SPOILER ALERT:  I will be talking about a few of the endings from Heavy Rain so if you don't want to be spoiled, you probably shouldn't read this.

 

I just played through Heavy Rain again after not having touched it since its release in 2010.  Since then, I have become a bit more critical when playing games, in hopes of being a better writer.  I found something I wasn’t expecting to find.  Some of the things I saw during my second playthrough actually made me regard one of those characters in an entirely different light.

Norman Jayden is the FBI agent you control during the game, an agent sent to help investigate the crimes of the Origami Killer.  Players get to control him investigating leads and putting together the case in the police way.  Being part of the FBI means he has a neat little way-too-futuristic tool called ARI (Augmented Reality Interface) made up of a pair of shades and a special glove.  Think Minority Report’s hand-waving interface mixed with a very sophisticated forensic tracker and full database on everyone in the world and you’ll know exactly what it is.  Oh, it can also simulate virtual reality environments and has some little games.
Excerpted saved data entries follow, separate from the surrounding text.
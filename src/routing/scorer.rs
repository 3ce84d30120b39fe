//! Query complexity scoring.
//!
//! Produces a continuous complexity score in `0.0..=1.0` that is reported with
//! every reasoning result. It does not drive the depth decision (that is the
//! classifier's difficulty ladder); it is an additional calibrated signal.
//!
//! ## Heuristics
//!
//! 1. **Length**: `min(tokens / 50, 1) * 0.3`
//! 2. **Explanatory keywords**: each why/how/explain/analyze occurrence → +0.1
//! 3. **Proof keywords**: each prove/demonstrate/justify occurrence → +0.15
//! 4. **Structure punctuation**: each `;`, `:` or `,` → +0.05
//!
//! The raw sum is capped at `1.0`.

use crate::patterns::Pattern;

static EXPLANATORY: Pattern = Pattern::new(r"(?i)why|how|explain|analyze");
static PROOF: Pattern = Pattern::new(r"(?i)prove|demonstrate|justify");
static STRUCTURE: Pattern = Pattern::new(r"[;:,]");

/// Per-signal contributions to a complexity score.
#[derive(Debug, Clone, Copy, PartialEq)]
pub struct ScoreBreakdown {
    /// Length contribution.
    pub length: f64,
    /// Explanatory and proof keyword contribution.
    pub keywords: f64,
    /// Punctuation structure contribution.
    pub structure: f64,
    /// Capped total.
    pub total: f64,
}

/// Estimate the complexity of a query.
///
/// # Returns
///
/// A `f64` in `[0.0, 1.0]`.
///
/// # Panics
///
/// This function never panics.
///
/// # Example
///
/// ```rust
/// use reason_orchestrator::routing::estimate_complexity;
/// assert!(estimate_complexity("2 + 2") < 0.1);
/// ```
pub fn estimate_complexity(query: &str) -> f64 {
    breakdown(query).total
}

/// Break a complexity score down into its signals.
///
/// # Panics
///
/// This function never panics.
pub fn breakdown(query: &str) -> ScoreBreakdown {
    let tokens = query.split_whitespace().count() as f64;
    let length = (tokens / 50.0).min(1.0) * 0.3;
    let keywords = EXPLANATORY.count(query) as f64 * 0.1 + PROOF.count(query) as f64 * 0.15;
    let structure = STRUCTURE.count(query) as f64 * 0.05;

    ScoreBreakdown {
        length,
        keywords,
        structure,
        total: (length + keywords + structure).min(1.0),
    }
}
Norman also has a little problem, an addiction to the drug Triptocaine, a little blue vial of some liquid future drug.  Over the course of the game, the player is given the option to have Norman take the drug to calm his shakes or simply wait it out.  But is he really addicted to the Triptocaine?  Or is he, as I came to believe during my second playthrough of Heavy Rain, actually addicted to ARI?
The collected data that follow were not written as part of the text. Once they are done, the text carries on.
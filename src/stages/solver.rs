//! Stepwise solving.
//!
//! Each skeleton substep becomes one provider call that sees the plan, the
//! current instruction and every step solved so far. Steps are solved in
//! order; a step that keeps failing gets the fallback sentence instead of
//! aborting the run.

use super::{fallback_step_content, markers, ProviderCall, ReasoningSkeleton};
use crate::intelligence::templates::TemplateRegistry;
use crate::metrics;
use crate::retry::RetryPolicy;
use crate::routing::Classification;
use regex::Regex;
use serde::{Deserialize, Serialize};
use tracing::{debug, warn};

/// Provider calls per step before the fallback sentence is used.
pub const STEP_ATTEMPTS: usize = 3;

/// One solved step.
#[derive(Debug, Clone, PartialEq, Eq, Serialize, Deserialize)]
pub struct SolvedStep {
    /// `Step N`.
    pub title: String,
    /// The reasoning for this step.
    pub content: String,
}

impl SolvedStep {
    /// Step `number` (1-based) with the given content.
    pub fn new(number: usize, content: impl Into<String>) -> Self {
        Self {
            title: format!("Step {number}"),
            content: content.into(),
        }
    }
}

/// Solver result plus the raw attempt log.
#[derive(Debug, Clone, Default, PartialEq, Eq, Serialize)]
pub struct SolverOutput {
    /// Exactly one entry per skeleton substep.
    pub steps: Vec<SolvedStep>,
    /// `step_{n}_attempt_{a}: raw` and `step_{n}_error_{a}: message` lines.
    pub scratchpad: Vec<String>,
    /// Steps that exhausted their attempts and carry the fallback sentence.
    pub fallback_steps: usize,
}

fn step_prompt(
    preamble: &str,
    query: &str,
    skeleton: &ReasoningSkeleton,
    classification: &Classification,
    index: usize,
    prior: &[SolvedStep],
) -> String {
    let number = index + 1;
    let instruction = skeleton.substeps.get(index).map_or("", String::as_str);
    let prior_text = if prior.is_empty() {
        "None yet".to_string()
    } else {
        prior
            .iter()
            .enumerate()
            .map(|(i, step)| format!("Step {}: {}", i + 1, step.content))
            .collect::<Vec<_>>()
            .join("\n")
    };
    format!(
        "{preamble}\n\n\
         {step_marker}{number} of {total} for the problem below.\n\
         Follow the provided instruction exactly. Do not rewrite previous steps.\n\n\
         Problem: {query}\n\
         Current instruction: {instruction}\n\
         Overall claim: {claim}\n\
         Classification: type={kind}, difficulty={difficulty}, depth={depth}\n\
         Prior steps:\n{prior_text}\n\
         Expected checks:\n- {checks}\n\n\
         Respond with:\n\
         Step {number}: <concise reasoning for this instruction>\n",
        step_marker = markers::STEP,
        total = skeleton.substeps.len(),
        claim = skeleton.claim,
        kind = classification.query_type,
        difficulty = classification.difficulty,
        depth = classification.required_depth,
        checks = skeleton.expected_checks.join("\n- "),
    )
}

/// Content of a step response: the rest of the line after `Step N:`
/// (case-insensitive), else the whole trimmed response.
pub fn extract_step_content(raw: &str, number: usize) -> String {
    let labelled = Regex::new(&format!(r"(?i)Step {number}:(.*)"))
        .ok()
        .and_then(|re| re.captures(raw).and_then(|c| c.get(1)))
        .map(|m| m.as_str().trim().to_string());
    labelled.unwrap_or_else(|| raw.trim().to_string())
}

/// Solve every substep in order.
///
/// Each step gets [`STEP_ATTEMPTS`] provider calls whatever the configured
/// retry budget; `retry` only supplies the wait between them. An error or an
/// empty answer counts as a failed attempt.
///
/// # Panics
///
/// This function never panics.
pub async fn solve_skeleton(
    call: &ProviderCall<'_>,
    retry: &RetryPolicy,
    templates: &TemplateRegistry,
    query: &str,
    skeleton: &ReasoningSkeleton,
    classification: &Classification,
) -> SolverOutput {
    let preamble = templates.preamble(query, classification.mode(), classification.domain);
    let mut output = SolverOutput::default();

    for (index, instruction) in skeleton.substeps.iter().enumerate() {
        let number = index + 1;
        let prompt = step_prompt(
            &preamble,
            query,
            skeleton,
            classification,
            index,
            &output.steps,
        );

        let mut content = String::new();
        for attempt in 1..=STEP_ATTEMPTS {
            match call.invoke(&prompt).await {
                Ok(raw) => {
                    output
                        .scratchpad
                        .push(format!("step_{number}_attempt_{attempt}: {}", raw.trim()));
                    content = extract_step_content(&raw, number);
                }
                Err(e) => {
                    metrics::inc_provider_error("solver");
                    warn!(stage = "solver", step = number, attempt = attempt, error = %e, "step call failed");
                    output
                        .scratchpad
                        .push(format!("step_{number}_error_{attempt}: {e}"));
                }
            }
            if !content.is_empty() {
                break;
            }
            if attempt < STEP_ATTEMPTS {
                tokio::time::sleep(retry.backoff(attempt)).await;
            }
        }

        if content.is_empty() {
            output.fallback_steps += 1;
            content = fallback_step_content(instruction);
        }
        debug!(stage = "solver", step = number, chars = content.len(), "step solved");
        output.steps.push(SolvedStep::new(number, content));
    }

    output
}

#[cfg(test)]
mod tests {
    use super::*;
    use crate::provider::{DeterministicProvider, Provider, ProviderError, ProviderKind};
    use crate::routing::classify;
    use async_trait::async_trait;
    use std::sync::atomic::{AtomicUsize, Ordering};
    use std::time::Duration;

    struct FailingProvider {
        calls: AtomicUsize,
    }

    #[async_trait]
    impl Provider for FailingProvider {
        fn kind(&self) -> ProviderKind {
            ProviderKind::Mock
        }

        async fn invoke(&self, _: &str, _: &str, _: Duration) -> Result<String, ProviderError> {
            self.calls.fetch_add(1, Ordering::SeqCst);
            Err(ProviderError::EmptyResponse(ProviderKind::Mock))
        }
    }

    fn skeleton(n: usize) -> ReasoningSkeleton {
        ReasoningSkeleton {
            claim: "claim".to_string(),
            substeps: (1..=n).map(|i| format!("Do thing {i}")).collect(),
            expected_checks: vec!["Premises identified".to_string()],
        }
    }

    #[test]
    fn test_extract_step_content() {
        assert_eq!(extract_step_content("Step 2: the answer\nmore", 2), "the answer");
        assert_eq!(extract_step_content("step 2:   lower", 2), "lower");
        assert_eq!(extract_step_content("  unlabelled  ", 1), "unlabelled");
        assert_eq!(extract_step_content("Step 1:", 1), "");
    }

    #[tokio::test]
    async fn test_solver_produces_one_step_per_substep_in_order() {
        let query = "All men are mortal. Socrates is a man. Is Socrates mortal?";
        let provider = DeterministicProvider::new();
        let call = ProviderCall::new(&provider, "m", Duration::from_secs(1));
        let output = solve_skeleton(
            &call,
            &RetryPolicy::new(3, Duration::ZERO),
            &TemplateRegistry::new(),
            query,
            &skeleton(4),
            &classify(query),
        )
        .await;

        assert_eq!(output.steps.len(), 4);
        for (i, step) in output.steps.iter().enumerate() {
            assert_eq!(step.title, format!("Step {}", i + 1));
            assert!(step.content.contains(&format!("do thing {}", i + 1)));
        }
        assert_eq!(output.scratchpad.len(), 4);
        assert!(output.scratchpad[0].starts_with("step_1_attempt_1: Step 1:"));
        assert_eq!(output.fallback_steps, 0);
    }

    #[tokio::test]
    async fn test_solver_falls_back_after_three_attempts() {
        let provider = FailingProvider {
            calls: AtomicUsize::new(0),
        };
        let call = ProviderCall::new(&provider, "m", Duration::from_secs(1));
        let output = solve_skeleton(
            &call,
            &RetryPolicy::new(3, Duration::ZERO),
            &TemplateRegistry::new(),
            "q",
            &skeleton(2),
            &classify("Why is the sky blue today?"),
        )
        .await;

        assert_eq!(provider.calls.load(Ordering::SeqCst), 6);
        assert_eq!(output.fallback_steps, 2);
        assert_eq!(
            output.steps[0].content,
            "Unable to complete instruction \"Do thing 1\"; fallback explanation provided."
        );
        assert_eq!(output.scratchpad[2], format!("step_1_error_3: {}", ProviderError::EmptyResponse(ProviderKind::Mock)));
    }

    #[tokio::test]
    async fn test_step_attempts_ignore_configured_retry_budget() {
        for budget in [1, 5] {
            let provider = FailingProvider {
                calls: AtomicUsize::new(0),
            };
            let call = ProviderCall::new(&provider, "m", Duration::from_secs(1));
            let output = solve_skeleton(
                &call,
                &RetryPolicy::new(budget, Duration::ZERO),
                &TemplateRegistry::new(),
                "q",
                &skeleton(4),
                &classify("Why is the sky blue today?"),
            )
            .await;

            assert_eq!(
                provider.calls.load(Ordering::SeqCst),
                4 * STEP_ATTEMPTS,
                "budget {budget} changed the per-step attempt count"
            );
            assert_eq!(output.fallback_steps, 4);
        }
    }
}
No one in the game ever says exactly what the blue drug is for.  All we know is that when Norman takes it, his shakes and blurry vision goes away.  Couldn’t it be a drug that counteracts the negative effects of too much ARI use?  Maybe he doesn’t want to take it because he thinks he can beat it on his own.  He is worried about people noticing his little events but he probably doesn’t want anyone to feel sorry for him.  The ARI technology also seems very high-end at this point and it’s possible no one else would understand what was going on.  Seeing the vial might make people think he is a drug addict, even if Triptocaine was a prescription drug for ARI use.
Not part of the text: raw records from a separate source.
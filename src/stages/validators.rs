//! Domain validators.
//!
//! Two independent text heuristics over the joined step content. Their
//! reports travel in the audit trail and can trigger repair, but they never
//! change the verification score.

use crate::patterns::Pattern;
use crate::structure::{ProblemStructure, StructureKind};
use serde::{Deserialize, Serialize};
use std::fmt;

/// How a math report was reached.
#[derive(Debug, Clone, Copy, PartialEq, Eq, Serialize, Deserialize)]
#[serde(rename_all = "snake_case")]
pub enum VerificationMethod {
    /// Matched an explicit identity or derivation.
    Symbolic,
    /// Matched a descent / lattice style argument.
    Lattice,
    /// Structural keyword scoring only.
    Heuristic,
}

impl fmt::Display for VerificationMethod {
    fn fmt(&self, f: &mut fmt::Formatter<'_>) -> fmt::Result {
        f.write_str(match self {
            VerificationMethod::Symbolic => "symbolic",
            VerificationMethod::Lattice => "lattice",
            VerificationMethod::Heuristic => "heuristic",
        })
    }
}

/// Math validator report.
#[derive(Debug, Clone, PartialEq, Serialize, Deserialize)]
pub struct MathVerification {
    /// Whether the text carries the argument the structure calls for.
    pub passed: bool,
    /// Which check produced the report.
    pub method: VerificationMethod,
    /// Human-readable reason.
    pub details: String,
    /// In `[0, 1]`.
    pub confidence: f64,
}

/// Logic validator report.
#[derive(Debug, Clone, PartialEq, Serialize, Deserialize)]
pub struct LogicVerification {
    /// No contradiction markers and consistency ≥ 0.7.
    pub consistent: bool,
    /// Number of contradiction-marker occurrences.
    pub contradictions: usize,
    /// 0.8 with both conclusion and step markers, else 0.5.
    pub consistency: f64,
    /// Human-readable reason.
    pub details: String,
}

// ── Math ─────────────────────────────────────────────────────────────────

static SYMMETRIC_RATIO: Pattern =
    Pattern::new(r"\(a²\s*\+\s*b²\s*\+\s*c²\)\s*/\s*\(ab\s*\+\s*bc\s*\+\s*ca\)\s*=\s*2");
static ALL_EQUAL: Pattern = Pattern::new(r"a\s*=\s*b\s*=\s*c");
static TRIVIAL_SOLUTION: Pattern = Pattern::new(r"\(?0,\s*0,\s*0\)?");
static PERMUTATION: Pattern = Pattern::new(r"permutation|±1.*±1");
static DESCENT: Pattern = Pattern::new(r"descent|modular");
static TRACE_SQUARED: Pattern = Pattern::new(r"tr\(A²\)");
static LAMBDA_MAX: Pattern = Pattern::new(r"λ.*max|lambda.*max");
static GEQ: Pattern = Pattern::new(r"≥|>=");
static SPECTRAL: Pattern = Pattern::new(r"spectral|eigenvalue|decomposition");
static STEP_LABEL: Pattern = Pattern::new(r"(?i)step \d+");
static CONCLUDING: Pattern = Pattern::new(r"(?i)therefore|thus|hence|conclusion");

fn check_symmetric(text: &str) -> MathVerification {
    if !SYMMETRIC_RATIO.is_match(text) {
        return MathVerification {
            passed: false,
            method: VerificationMethod::Heuristic,
            details: "Could not parse symmetric constraint".to_string(),
            confidence: 0.0,
        };
    }
    let equal = ALL_EQUAL.is_match(text);
    MathVerification {
        passed: equal,
        method: VerificationMethod::Symbolic,
        details: if equal {
            "Symmetry constraint correctly implies equality"
        } else {
            "Missing equality conclusion"
        }
        .to_string(),
        confidence: if equal { 0.95 } else { 0.3 },
    }
}

fn check_diophantine(text: &str) -> MathVerification {
    let trivial = TRIVIAL_SOLUTION.is_match(text);
    if trivial && (PERMUTATION.is_match(text) || DESCENT.is_match(text)) {
        MathVerification {
            passed: true,
            method: VerificationMethod::Lattice,
            details: "Trivial solutions found, descent or modular reasoning applied".to_string(),
            confidence: 0.85,
        }
    } else {
        MathVerification {
            passed: false,
            method: VerificationMethod::Heuristic,
            details: "Incomplete Diophantine analysis".to_string(),
            confidence: 0.4,
        }
    }
}

fn check_eigenvalue(text: &str) -> MathVerification {
    let complete = TRACE_SQUARED.is_match(text)
        && LAMBDA_MAX.is_match(text)
        && GEQ.is_match(text)
        && SPECTRAL.is_match(text);
    if complete {
        MathVerification {
            passed: true,
            method: VerificationMethod::Symbolic,
            details: "Trace inequality with eigenvalue bound correctly derived".to_string(),
            confidence: 0.9,
        }
    } else {
        MathVerification {
            passed: false,
            method: VerificationMethod::Heuristic,
            details: "Missing key eigenvalue reasoning components".to_string(),
            confidence: 0.3,
        }
    }
}

fn check_general(text: &str) -> MathVerification {
    let hits = [
        STEP_LABEL.is_match(text),
        text.contains('='),
        CONCLUDING.is_match(text),
    ]
    .iter()
    .filter(|hit| **hit)
    .count();
    let score = hits as f64 / 3.0;
    MathVerification {
        passed: score >= 0.6,
        method: VerificationMethod::Heuristic,
        details: format!("General math structure score: {score:.2}"),
        confidence: score * 0.7,
    }
}

/// Validate math reasoning with the check matching the problem structure.
pub fn verify_math(text: &str, structure: &ProblemStructure) -> MathVerification {
    match structure.kind {
        StructureKind::Inequality if structure.has_symmetry => check_symmetric(text),
        StructureKind::Diophantine => check_diophantine(text),
        StructureKind::Eigenvalue => check_eigenvalue(text),
        _ => check_general(text),
    }
}

// ── Logic ────────────────────────────────────────────────────────────────

static CONTRADICTION_MARKERS: [Pattern; 4] = [
    Pattern::new(r"(?i)contradict"),
    Pattern::new(r"(?i)impossible"),
    Pattern::new(r"(?i)cannot be both"),
    Pattern::new(r"(?i)violates"),
];
static CONCLUSION_MARKER: Pattern = Pattern::new(r"(?i)conclusion|therefore|thus");
static STEP_MARKER: Pattern = Pattern::new(r"(?i)step|first|second|finally");

/// Count contradiction markers and check for conclusion and step markers.
pub fn verify_logic(text: &str) -> LogicVerification {
    let contradictions: usize = CONTRADICTION_MARKERS.iter().map(|p| p.count(text)).sum();
    let structured = CONCLUSION_MARKER.is_match(text) && STEP_MARKER.is_match(text);
    let consistency = if structured { 0.8 } else { 0.5 };
    let consistent = contradictions == 0 && consistency >= 0.7;
    LogicVerification {
        consistent,
        contradictions,
        consistency,
        details: if consistent {
            "No contradictions detected".to_string()
        } else {
            format!("Found {contradictions} potential contradictions")
        },
    }
}

#[cfg(test)]
mod tests {
    use super::*;

    fn structure(kind: StructureKind, has_symmetry: bool) -> ProblemStructure {
        ProblemStructure {
            kind,
            has_symmetry,
            has_constraints: false,
            requires_proof: false,
            requires_counterfactual: false,
            pattern_confidence: 0.5,
        }
    }

    #[test]
    fn test_symmetric_inequality() {
        let s = structure(StructureKind::Inequality, true);
        let good = "Given (a² + b² + c²)/(ab + bc + ca) = 2 we get a = b = c.";
        let report = verify_math(good, &s);
        assert!(report.passed);
        assert_eq!(report.method, VerificationMethod::Symbolic);
        assert_eq!(report.confidence, 0.95);

        let missing = verify_math("(a²+b²+c²)/(ab+bc+ca)=2 so done", &s);
        assert!(!missing.passed);
        assert_eq!(missing.confidence, 0.3);

        let unparsed = verify_math("no ratio", &s);
        assert_eq!(unparsed.method, VerificationMethod::Heuristic);
        assert_eq!(unparsed.confidence, 0.0);
    }

    #[test]
    fn test_diophantine() {
        let s = structure(StructureKind::Diophantine, false);
        assert!(verify_math("Only (0, 0, 0) survives infinite descent.", &s).passed);
        assert!(!verify_math("Only (0, 0, 0) works.", &s).passed);
    }

    #[test]
    fn test_eigenvalue() {
        let s = structure(StructureKind::Eigenvalue, false);
        let text = "By spectral decomposition tr(A²) >= λ_max squared";
        assert!(verify_math(text, &s).passed);
        assert!(!verify_math("tr(A²) only", &s).passed);
    }

    #[test]
    fn test_general_math_structure_score() {
        let s = structure(StructureKind::General, false);
        let full = verify_math("Step 1: x = 2, therefore x is even", &s);
        assert!(full.passed);
        assert!((full.confidence - 0.7).abs() < 1e-9);

        let partial = verify_math("x = 2", &s);
        assert!(!partial.passed);
        assert_eq!(partial.details, "General math structure score: 0.33");
    }

    #[test]
    fn test_symmetric_check_only_for_symmetric_inequality() {
        let s = structure(StructureKind::Inequality, false);
        let report = verify_math("Step 1: x = y therefore done", &s);
        assert!(report.details.starts_with("General math structure score"));
    }

    #[test]
    fn test_logic_consistency() {
        let ok = verify_logic("First, the premise. Therefore, the conclusion.");
        assert!(ok.consistent);
        assert_eq!(ok.consistency, 0.8);

        let contradictory =
            verify_logic("Step 1: it is impossible. Thus it Contradicts itself. It violates X.");
        assert!(!contradictory.consistent);
        assert_eq!(contradictory.contradictions, 3);
        assert_eq!(contradictory.details, "Found 3 potential contradictions");

        let unstructured = verify_logic("just words");
        assert!(!unstructured.consistent);
        assert_eq!(unstructured.consistency, 0.5);
    }
}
Heavy Rain has a variety of endings for each of its four characters based on what you did in the game.  Two of Norman’s endings are of particular interest to me in this argument.  One of them occurs if you solve the case and save Shaun Mars, the last victim of the Origami Killer.  Norman is shown throwing away his vial of Triptocaine and returning to his office at the FBI.  He takes off the ARI glasses for a break and notices digital tanks, fragments of one of ARI’s game modes, invade his reality.  This is a very clear tell that what Norman was actually addicted to was ARI and it is still affecting him.

The other ending of interest is what happens if Norman gives up on the case and Shaun Mars dies.  Norman is shown in one of ARI’s virtual reality environments but without his glasses.  He is talking to someone we can’t originally see but are eventually shown is another Norman.  Norman then goes on to kill himself with a Triptocaine overdose out of guilt for messing up the case.  Norman again sees ARI elements in his reality, an effect of overusing ARI to a point where it starts to affect his mind.  Both of these endings make a point of using ARI assets to show his frayed mind and that can’t just be a coincidence.

There are a few points where I can see someone going “But wait, what about…?”  One of these is the constant nosebleeds that Norman gets when not taking Triptocaine.  That has to be a drug-related symptom, right?  Not necessarily.  Nosebleeds can be triggered by intense stress and an addiction to ARI could certainly cause that to happen.  Another point of contention may be the overdose scene in that “bad” ending.  Just because he overdoses on Tripto doesn’t mean it was a bad drug.  It’s extremely easy to overdose on prescription drugs as well and it makes sense that Norman took more than the normal amount to try and get the ARI fever dreams to stop.

This clever little trick never occurred to me on my first playthrough of Heavy Rain.  Seeing it now, it all seems so clear.  We are never told what the drug actually does because that would make it extremely obvious.  All the symptoms that Norman shows happened not because he was having Tripto withdrawals but because he wasn’t taking it to cope with the side-effects of ARI usage.  Two of Norman’s four endings show him having an ARI-related hallucination.